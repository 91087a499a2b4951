//! String, char and byte literal scanning, including escape sequences,
//! and the `'`-prefix disambiguation between char literals, lifetimes and
//! labels.

use super::{is_hex_digit, is_ident_char, Scanner, Step};
use crate::state::{Escape, State};
use crate::token::{keyword_from_ident, TokenKind};

impl Scanner {
    /// A `b` was seen in the initial state. The next character decides
    /// between a byte literal, a byte string, a raw byte string and an
    /// ordinary identifier.
    pub(crate) fn possibly_byte(&mut self, c: u8) -> Step {
        match c {
            b'\'' => {
                self.push_char(c);
                self.state = State::ByteLiteral;
                self.escape = Escape::None;
                Step::Done
            }
            b'"' => {
                self.push_char(c);
                self.state = State::ByteStringLiteral;
                self.escape = Escape::None;
                Step::Done
            }
            b'r' => {
                self.push_char(c);
                self.state = State::RawStringOpen;
                self.raw_is_byte = true;
                self.raw_open_hashes = 0;
                Step::Done
            }
            _ => {
                self.state = State::IdentOrKeyword;
                Step::Redispatch
            }
        }
    }

    /// A `'` was seen. The buffer length and the character class decide
    /// between a char literal, a lifetime and a label:
    ///
    /// - `'\...'` or `'x'` → char literal
    /// - `'ident:` → label, `'ident` otherwise → lifetime
    /// - `'` followed by anything else → error
    pub(crate) fn char_or_lifetime_or_label(&mut self, c: u8) -> Step {
        if c == b'\\' && self.buffer.len() == 1 {
            self.push_char(c);
            self.state = State::CharLiteral;
            self.escape = Escape::Slash;
            Step::Done
        } else if c == b'\'' {
            self.push_char(c);
            if self.buffer.len() == 2 {
                self.error_at_start("empty char literal");
            } else {
                self.push_text_at_start(TokenKind::CharLiteral);
            }
            Step::Done
        } else if self.buffer.len() == 1 {
            if is_ident_char(c) {
                self.push_char(c);
                Step::Done
            } else {
                self.error_at_start("expected char literal, lifetime, or label");
                Step::Done
            }
        } else {
            self.state = State::LifetimeOrLabel;
            Step::Redispatch
        }
    }

    /// Accumulates a lifetime or label. A trailing `:` makes it a label;
    /// the spelling `'static` maps to its own kind via the keyword table.
    pub(crate) fn lifetime_or_label(&mut self, c: u8) -> Step {
        if is_ident_char(c) {
            self.push_char(c);
            Step::Done
        } else if c == b':' {
            self.push_char(c);
            self.push_text_at_start(TokenKind::Label);
            Step::Done
        } else {
            match keyword_from_ident(&self.buffer) {
                Some(kind) => self.push_at_start(kind),
                None => self.push_text_at_start(TokenKind::Lifetime),
            }
            Step::Redispatch
        }
    }

    /// Dispatch for the four literal states governed by the escape
    /// sub-state.
    pub(crate) fn string_like(&mut self, c: u8) -> Step {
        match self.escape {
            Escape::None => self.escape_none(c),
            Escape::Slash => self.escape_slash(c),
            Escape::AsciiOrByte => self.escape_ascii_or_byte(c),
            Escape::Unicode => self.escape_unicode(c),
        }
    }

    /// Whether the literal in progress is byte-oriented (`b'...'`,
    /// `b"..."`). Byte contexts reject unicode escapes, allow `\xNN` up to
    /// 0xFF, and reject raw bytes above 0x7F.
    fn in_byte_context(&self) -> bool {
        matches!(self.state, State::ByteLiteral | State::ByteStringLiteral)
    }

    /// Plain accumulation: the quote character closes the literal, `\`
    /// opens an escape.
    fn escape_none(&mut self, c: u8) -> Step {
        match self.state {
            State::StringLiteral => {
                self.push_char(c);
                match c {
                    b'"' => self.push_text_at_start(TokenKind::StringLiteral),
                    b'\\' => self.escape = Escape::Slash,
                    _ => {}
                }
            }
            State::ByteStringLiteral => {
                if c >= 0x80 {
                    self.error_at_start("bytes above 0x7F are not allowed in byte strings");
                    return Step::Done;
                }
                self.push_char(c);
                match c {
                    b'"' => self.push_text_at_start(TokenKind::ByteStringLiteral),
                    b'\\' => self.escape = Escape::Slash,
                    _ => {}
                }
            }
            State::CharLiteral => {
                // Only reachable after a completed escape: the closing
                // quote is the one legal continuation.
                if c == b'\'' {
                    self.push_char(c);
                    self.push_text_at_start(TokenKind::CharLiteral);
                } else {
                    self.error_at_start("did not expect more than one character");
                }
            }
            State::ByteLiteral => {
                if c == b'\'' {
                    self.push_char(c);
                    self.push_text_at_start(TokenKind::ByteLiteral);
                } else if c >= 0x80 {
                    self.error_at_start("bytes above 0x7F are not allowed in byte literals");
                } else if self.buffer.len() == 2 {
                    // Nothing after `b'` yet: first content character.
                    if c == b'\\' {
                        self.push_char(c);
                        self.escape = Escape::Slash;
                    } else {
                        self.push_char(c);
                    }
                } else {
                    self.error_at_start("did not expect more than one character");
                }
            }
            _ => unreachable!("escape_none outside literal states"),
        }
        Step::Done
    }

    /// A `\` has been consumed; classify the escape.
    fn escape_slash(&mut self, c: u8) -> Step {
        self.push_char(c);
        match c {
            b'\'' | b'"' | b'n' | b'r' | b't' | b'\\' | b'0' => self.escape = Escape::None,
            b'\n' => {
                // Line continuation, legal only in ordinary strings.
                if self.state == State::StringLiteral {
                    self.escape = Escape::None;
                } else {
                    self.error_at_start(
                        "backslash before newline is only allowed in string literals",
                    );
                }
            }
            b'x' => self.escape = Escape::AsciiOrByte,
            b'u' => {
                if self.in_byte_context() {
                    self.error_at_start("unicode escapes are not allowed in byte strings");
                } else {
                    self.escape = Escape::Unicode;
                }
            }
            // Any other character stays in the escape: the scanner keeps
            // looking for a recognizable escape character.
            _ => {}
        }
        Step::Done
    }

    /// Inside `\xNN`. The buffer tells which digit this is: right after
    /// the `x` it is the first one. In non-byte contexts the first digit
    /// is capped at 7, keeping code points at or below 0x7F.
    fn escape_ascii_or_byte(&mut self, c: u8) -> Step {
        let first_digit = self.buffer.ends_with('x');
        self.push_char(c);

        if !is_hex_digit(c) {
            self.error_at_start("unexpected symbol in hex character code");
        } else if first_digit {
            if !self.in_byte_context() && !(b'0'..=b'7').contains(&c) {
                self.error_at_start("ascii escape character code must be at most 0x7F");
            }
        } else {
            self.escape = Escape::None;
        }
        Step::Done
    }

    /// Inside `\u{...}`: a mandatory `{`, then up to six hex digits, then
    /// `}`.
    fn escape_unicode(&mut self, c: u8) -> Step {
        if self.buffer.ends_with('u') {
            self.push_char(c);
            if c != b'{' {
                self.error_at_start("unicode escape must start with {");
            }
            return Step::Done;
        }

        let digits = self
            .buffer
            .bytes()
            .rev()
            .take_while(|&b| b != b'{')
            .count();
        self.push_char(c);

        if is_hex_digit(c) {
            if digits + 1 > 6 {
                self.error_at_start("too many digits in unicode escape");
            }
        } else if c == b'}' {
            self.escape = Escape::None;
        } else {
            self.error_at_start("unexpected symbol in hex character code");
        }
        Step::Done
    }
}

* **Requirement**:
Reproduce all of the entries word for word. Omit nothing.

* **Response area**:
repository 91087a499a2b4951
//! String, char and byte literal scanning, including escape sequences,
//! and the `'`-prefix disambiguation between char literals, lifetimes and
//! labels.

use super::{is_hex_digit, is_ident_char, Scanner, Step};
use crate::state::{Escape, State};
use crate::token::{keyword_from_ident, TokenKind};

impl Scanner {
    /// A `b` was seen in the initial state. The next character decides
    /// between a byte literal, a byte string, a raw byte string and an
    /// ordinary identifier.
    pub(crate) fn possibly_byte(&mut self, c: u8) -> Step {
        match c {
            b'\'' => {
                self.push_char(c);
                self.state = State::ByteLiteral;
                self.escape = Escape::None;
                Step::Done
            }
            b'"' => {
                self.push_char(c);
                self.state = State::ByteStringLiteral;
                self.escape = Escape::None;
                Step::Done
            }
            b'r' => {
                self.push_char(c);
                self.state = State::RawStringOpen;
                self.raw_is_byte = true;
                self.raw_open_hashes = 0;
                Step::Done
            }
            _ => {
                self.state = State::IdentOrKeyword;
                Step::Redispatch
            }
        }
    }

    /// A `'` was seen. The buffer length and the character class decide
    /// between a char literal, a lifetime and a label:
    ///
    /// - `'\...'` or `'x'` → char literal
    /// - `'ident:` → label, `'ident` otherwise → lifetime
    /// - `'` followed by anything else → error
    pub(crate) fn char_or_lifetime_or_label(&mut self, c: u8) -> Step {
        if c == b'\\' && self.buffer.len() == 1 {
            self.push_char(c);
            self.state = State::CharLiteral;
            self.escape = Escape::Slash;
            Step::Done
        } else if c == b'\'' {
            self.push_char(c);
            if self.buffer.len() == 2 {
                self.error_at_start("empty char literal");
            } else {
                self.push_text_at_start(TokenKind::CharLiteral);
            }
            Step::Done
        } else if self.buffer.len() == 1 {
            if is_ident_char(c) {
                self.push_char(c);
                Step::Done
            } else {
                self.error_at_start("expected char literal, lifetime, or label");
                Step::Done
            }
        } else {
            self.state = State::LifetimeOrLabel;
            Step::Redispatch
        }
    }

    /// Accumulates a lifetime or label. A trailing `:` makes it a label;
    /// the spelling `'static` maps to its own kind via the keyword table.
    pub(crate) fn lifetime_or_label(&mut self, c: u8) -> Step {
        if is_ident_char(c) {
            self.push_char(c);
            Step::Done
        } else if c == b':' {
            self.push_char(c);
            self.push_text_at_start(TokenKind::Label);
            Step::Done
        } else {
            match keyword_from_ident(&self.buffer) {
                Some(kind) => self.push_at_start(kind),
                None => self.push_text_at_start(TokenKind::Lifetime),
            }
            Step::Redispatch
        }
    }

    /// Dispatch for the four literal states governed by the escape
    /// sub-state.
    pub(crate) fn string_like(&mut self, c: u8) -> Step {
        match self.escape {
            Escape::None => self.escape_none(c),
            Escape::Slash => self.escape_slash(c),
            Escape::AsciiOrByte => self.escape_ascii_or_byte(c),
            Escape::Unicode => self.escape_unicode(c),
        }
    }

    /// Whether the literal in progress is byte-oriented (`b'...'`,
    /// `b"..."`). Byte contexts reject unicode escapes, allow `\xNN` up to
    /// 0xFF, and reject raw bytes above 0x7F.
    fn in_byte_context(&self) -> bool {
        matches!(self.state, State::ByteLiteral | State::ByteStringLiteral)
    }

    /// Plain accumulation: the quote character closes the literal, `\`
    /// opens an escape.
    fn escape_none(&mut self, c: u8) -> Step {
        match self.state {
            State::StringLiteral => {
                self.push_char(c);
                match c {
                    b'"' => self.push_text_at_start(TokenKind::StringLiteral),
                    b'\\' => self.escape = Escape::Slash,
                    _ => {}
                }
            }
            State::ByteStringLiteral => {
                if c >= 0x80 {
                    self.error_at_start("bytes above 0x7F are not allowed in byte strings");
                    return Step::Done;
                }
                self.push_char(c);
                match c {
                    b'"' => self.push_text_at_start(TokenKind::ByteStringLiteral),
                    b'\\' => self.escape = Escape::Slash,
                    _ => {}
                }
            }
            State::CharLiteral => {
                // Only reachable after a completed escape: the closing
                // quote is the one legal continuation.
                if c == b'\'' {
                    self.push_char(c);
                    self.push_text_at_start(TokenKind::CharLiteral);
                } else {
                    self.error_at_start("did not expect more than one character");
                }
            }
            State::ByteLiteral => {
                if c == b'\'' {
                    self.push_char(c);
                    self.push_text_at_start(TokenKind::ByteLiteral);
                } else if c >= 0x80 {
                    self.error_at_start("bytes above 0x7F are not allowed in byte literals");
                } else if self.buffer.len() == 2 {
                    // Nothing after `b'` yet: first content character.
                    if c == b'\\' {
                        self.push_char(c);
                        self.escape = Escape::Slash;
                    } else {
                        self.push_char(c);
                    }
                } else {
                    self.error_at_start("did not expect more than one character");
                }
            }
            _ => unreachable!("escape_none outside literal states"),
        }
        Step::Done
    }

    /// A `\` has been consumed; classify the escape.
    fn escape_slash(&mut self, c: u8) -> Step {
        self.push_char(c);
        match c {
            b'\'' | b'"' | b'n' | b'r' | b't' | b'\\' | b'0' => self.escape = Escape::None,
            b'\n' => {
                // Line continuation, legal only in ordinary strings.
                if self.state == State::StringLiteral {
                    self.escape = Escape::None;
                } else {
                    self.error_at_start(
                        "backslash before newline is only allowed in string literals",
                    );
                }
            }
            b'x' => self.escape = Escape::AsciiOrByte,
            b'u' => {
                if self.in_byte_context() {
                    self.error_at_start("unicode escapes are not allowed in byte strings");
                } else {
                    self.escape = Escape::Unicode;
                }
            }
            // Any other character stays in the escape: the scanner keeps
            // looking for a recognizable escape character.
            _ => {}
        }
        Step::Done
    }

    /// Inside `\xNN`. The buffer tells which digit this is: right after
    /// the `x` it is the first one. In non-byte contexts the first digit
    /// is capped at 7, keeping code points at or below 0x7F.
    fn escape_ascii_or_byte(&mut self, c: u8) -> Step {
        let first_digit = self.buffer.ends_with('x');
        self.push_char(c);

        if !is_hex_digit(c) {
            self.error_at_start("unexpected symbol in hex character code");
        } else if first_digit {
            if !self.in_byte_context() && !(b'0'..=b'7').contains(&c) {
                self.error_at_start("ascii escape character code must be at most 0x7F");
            }
        } else {
            self.escape = Escape::None;
        }
        Step::Done
    }

    /// Inside `\u{...}`: a mandatory `{`, then up to six hex digits, then
    /// `}`.
    fn escape_unicode(&mut self, c: u8) -> Step {
        if self.buffer.ends_with('u') {
            self.push_char(c);
            if c != b'{' {
                self.error_at_start("unicode escape must start with {");
            }
            return Step::Done;
        }

        let digits = self
            .buffer
            .bytes()
            .rev()
            .take_while(|&b| b != b'{')
            .count();
        self.push_char(c);

        if is_hex_digit(c) {
            if digits + 1 > 6 {
                self.error_at_start("too many digits in unicode escape");
            }
        } else if c == b'}' {
            self.escape = Escape::None;
        } else {
            self.error_at_start("unexpected symbol in hex character code");
        }
        Step::Done
    }
}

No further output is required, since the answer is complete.